Cash games and all other poker refunds are calculated by the “current losses minus wins” policy, meaning the bot winnings are divided by the ratio of $25K to the total winnings of the bot if they exceed the cap. Again, an example:
–The bot won $100K in total from ACR players.
–That amount is 4x the cap of $25K.
–Player 1 is due $100 per the loss-minus-wins policy.
–Per the cap, the player is reimbursed $25.
Banned Player List
As of May 14, there were 41 screen names on the banned account list.
Of those players, only eight of them won less than the capped amount for reimbursements, meaning victimized players received 100% of their losses back from WPN. All of those accounts were banned on May 6 and monies refunded.

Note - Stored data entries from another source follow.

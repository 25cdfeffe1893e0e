//! services/api/src/lib.rs
//!
//! Library crate backing the `api` and `openapi` binaries, and the surface
//! the integration tests drive.

pub mod adapters;
pub mod config;
pub mod error;
pub mod extract;
pub mod web;
//! services/api/src/web/middleware.rs
//!
//! Per-request session resolution.

use axum::{
    extract::{Request, State},
    http::HeaderMap,
    middleware::Next,
    response::Response,
};
use std::sync::Arc;
use tracing::warn;

use wikiquiz_core::domain::AuthState;

use crate::web::session::{token_from_headers, verify_session_token};
use crate::web::state::AppState;

/// Middleware that resolves the session cookie into an [`AuthState`]
/// request extension.
///
/// Any verification failure (missing cookie, bad signature, expired token,
/// unknown subject) downgrades the request to `Anonymous` instead of
/// rejecting it. Handlers that require a user enforce that themselves.
pub async fn resolve_session(
    State(state): State<Arc<AppState>>,
    mut req: Request,
    next: Next,
) -> Response {
    let auth = authenticate(&state, req.headers()).await;
    req.extensions_mut().insert(auth);
    next.run(req).await
}

async fn authenticate(state: &AppState, headers: &HeaderMap) -> AuthState {
    let Some(token) = token_from_headers(headers) else {
        return AuthState::Anonymous;
    };

    let Ok(claims) = verify_session_token(token, &state.config.jwt_secret) else {
        return AuthState::Anonymous;
    };

    // The subject claim is the user's email; an unknown one stays anonymous.
    match state.db.find_user_by_email(&claims.user_id).await {
        Ok(Some(user)) => AuthState::Authenticated(user),
        Ok(None) => AuthState::Anonymous,
        Err(e) => {
            warn!("Session subject lookup failed: {e}");
            AuthState::Anonymous
        }
    }
}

Only two of those banned accounts victimized for less than $10K.
There also seems to be a pattern in the list, which is searchable and can be organized by any particular category. The pattern is that there are a few countries from which the vast majority of the bots are said to be based, per the list here:
–Belarus = 6 of 41
–Germany = 5 of 41
–Kazakhstan = 1 of 41
–Latvia = 12 of 41
–Russia = 10 of 41
–Slovakia = 1 of 41
–Slovenia = 1 of 41
–Ukraine = 3 of 41
–UK = 1 of 41
–US = 1 of 41
Important announcement: Due to Bot activity, we have banned 29 accounts and issued refunds for a total of $658,000. You can check out all the details on our website in the WPN Banned accounts section here https://t.co/VijMWeD3Ia pic.twitter.com/0Uef8Ev1XZ
— ACR Poker (@ACR_POKER) May 8, 2019
Confronting Issues
WPN CEO Phil Nagy started addressing the bots in the last few months and decided to confront the issue head-on, including detractors and those who have called out WPN or ACR in the past. That included Joe Ingram, who made numerous videos showing evidence of cheating, collusion, and bots on ACR.
Ingram was curious about the new policies and invited Nagy to his podcast to discuss the past, present, and future. Nagy told Ingram that he chose to accept the invitation because he made some life adjustments several months prior and decided to stop operating the poker network from “in my bubble.” Instead, he chose to begin taking player complaints seriously and working to correct issues.
The video is very long but covers a very wide range of issues pertaining to online poker, cheating, and protecting players from cheating.
There were mixed reviews of Nagy’s responses to a lot of Ingram’s questions, but Nagy is facing his critics and trying to make WPN better. Most agree that it is a positive step.